U.S. Sen. Richard Shelby (R-Tuscaloosa) is retiring after this term, but he's not going out without a bang.

According to Bloomberg Government, Shelby has placed $656 million in earmarks in a bill to fund the federal government through the end of the fiscal year. If passed, Shelby stands to take home the most earmarked funds for the second year in a row to Alabama, the report said.

If an agreement isn't reached by midnight Friday and a short-term spending bill is passed instead, retiring members such as Shelby could see their earmarked projects dropped from the final omnibus bill negotiated by a new Congress.

"I'll be gone. I'll be cutting the grass and running errands for my wife," Shelby told the outlet. "They'd start all over. I wouldn't get anything."
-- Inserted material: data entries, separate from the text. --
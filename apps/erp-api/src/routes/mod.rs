//! # Route Modules
//!
//! One module per ERP area, each assembling its own `Router` nested under
//! `/api/<module>`. Every data module follows the same list/create +
//! retrieve/update/delete pairing; workflow endpoints (POS completion,
//! delivery dispatch) sit alongside as POST actions.

pub mod accounting;
pub mod auth;
pub mod companies;
pub mod contacts;
pub mod crm;
pub mod delivery;
pub mod ecommerce;
pub mod hr;
pub mod inventory;
pub mod pos;
pub mod procurement;
pub mod sales;
pub mod website;

use axum::response::IntoResponse;
use axum::routing::get;
use axum::Router;

use crate::AppState;

/// Assembles the full API surface.
pub fn api_router() -> Router<AppState> {
    Router::new()
        .route("/healthz", get(healthz))
        .nest("/api/auth", auth::router())
        .nest("/api/companies/", companies::router())
        .nest("/api/contacts", contacts::router())
        .nest("/api/accounting", accounting::router())
        .nest("/api/inventory", inventory::router())
        .nest("/api/sales", sales::router())
        .nest("/api/procurement", procurement::router())
        .nest("/api/pos", pos::router())
        .nest("/api/hr", hr::router())
        .nest("/api/crm", crm::router())
        .nest("/api/delivery", delivery::router())
        .nest("/api/ecommerce", ecommerce::router())
        .nest("/api/website", website::router())
}

async fn healthz() -> impl IntoResponse {
    "ok"
}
Shelby's earmarks are to fund 17 projects, including $200 million for the Alabama State Port Authority, $100 million for Department of Transportation work on the Woolsey Finnell Bridge over the Black Warrior River in Tuscaloosa, and $76 million for the University of Alabama at Birmingham's School of Medicine.

The earmark process was banned in Washington, D.C. for a decade but was brought back last year.

U.S. Sen. Tommy Tuberville (R-Auburn) and 18 other Republican Senators last year called earmarks "an inherently wasteful spending practice that is prone to serious abuse."